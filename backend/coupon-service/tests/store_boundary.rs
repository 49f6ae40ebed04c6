//! All stock and participant mutations must go through the store module's
//! server-side scripts. Any other code path touching those keys directly
//! would reintroduce the check-then-act race the scripts exist to close.

use std::fs;
use std::path::{Path, PathBuf};

fn collect_rs_files(root: &Path) -> Vec<PathBuf> {
    let mut files = Vec::new();
    let mut stack = vec![root.to_path_buf()];
    while let Some(dir) = stack.pop() {
        if let Ok(read_dir) = fs::read_dir(&dir) {
            for entry in read_dir.flatten() {
                let path = entry.path();
                if path.is_dir() {
                    stack.push(path);
                } else if path.extension().map(|e| e == "rs").unwrap_or(false) {
                    files.push(path);
                }
            }
        }
    }
    files
}

fn file_contains(path: &Path, needle: &str) -> bool {
    fs::read_to_string(path)
        .map(|c| c.contains(needle))
        .unwrap_or(false)
}

#[test]
fn decision_keys_are_only_touched_by_the_store_module() {
    let src_root = PathBuf::from(env!("CARGO_MANIFEST_DIR")).join("src");

    // Redis commands that mutate the decision keys, and the key prefix
    // itself. Only the store module may mention either.
    let needles = ["SADD", "SREM", "SISMEMBER", "DECR", "coupon:{", "coupon:user:{"];

    let mut offenders = Vec::new();
    for file in collect_rs_files(&src_root) {
        let path_str = file.to_string_lossy().replace('\\', "/");
        if path_str.contains("/src/store/") {
            continue;
        }
        for needle in needles {
            if file_contains(&file, needle) {
                offenders.push(format!("{} (contains {:?})", path_str, needle));
            }
        }
    }

    if !offenders.is_empty() {
        panic!(
            "Decision-key access outside the store module. Offenders: {:?}",
            offenders
        );
    }
}
use chrono::{DateTime, Utc};
/// Event schema registry for the coupon issuance log.
///
/// Defines versioned event payloads so producer and consumer can evolve
/// independently. Every record carries a `schema_version` field; consumers
/// reject versions they do not understand instead of guessing.
use serde::{Deserialize, Serialize};
use uuid::Uuid;

/// Current schema version for all events
pub const SCHEMA_VERSION: u32 = 1;

/// Kafka topic names used by the issuance pipeline.
pub mod topics {
    /// Issuance events, partitioned by `event_id:user_id`.
    pub const ISSUANCE: &str = "coupon.issuance";
    /// Terminal destination for records that exhausted the writer's retries.
    pub const ISSUANCE_DLQ: &str = "coupon.issuance.dlq";
}

/// Base event envelope for all Kafka messages
#[derive(Debug, Clone, Serialize, Deserialize)]
pub struct EventEnvelope<T> {
    /// Unique event ID for idempotency and tracing
    pub event_id: Uuid,
    /// Event timestamp
    pub timestamp: DateTime<Utc>,
    /// Schema version for compatibility checking
    pub schema_version: u32,
    /// Source service that generated the event
    pub source: String,
    /// Actual event payload
    pub data: T,
}

impl<T> EventEnvelope<T> {
    pub fn new(source: impl Into<String>, data: T) -> Self {
        Self {
            event_id: Uuid::new_v4(),
            timestamp: Utc::now(),
            schema_version: SCHEMA_VERSION,
            source: source.into(),
            data,
        }
    }
}

/// A successful issuance decision, emitted by the handler after the atomic
/// script passed and before the synchronous response is returned.
///
/// The `coupon_id` is the correlation token across the in-memory user cache,
/// this log record, and the persisted row.
#[derive(Debug, Clone, Serialize, Deserialize)]
pub struct CouponIssuedEvent {
    pub coupon_id: Uuid,
    pub user_id: String,
    pub event_id: String,
    pub issued_at: DateTime<Utc>,
}

impl CouponIssuedEvent {
    /// Partition key guaranteeing per-user ordering within an event.
    pub fn partition_key(&self) -> String {
        format!("{}:{}", self.event_id, self.user_id)
    }
}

◆ **Task requirements**
In the listing above, find the line with "coupon issuance log." and the line with "pub const SCHEMA_VERSION: u32 = 1;". Output those two lines and every line between them, exactly as written.

◆ **Answer section**
/// Event schema registry for the coupon issuance log.
///
/// Defines versioned event payloads so producer and consumer can evolve
/// independently. Every record carries a `schema_version` field; consumers
/// reject versions they do not understand instead of guessing.
use serde::{Deserialize, Serialize};
use uuid::Uuid;

/// Current schema version for all events
pub const SCHEMA_VERSION: u32 = 1;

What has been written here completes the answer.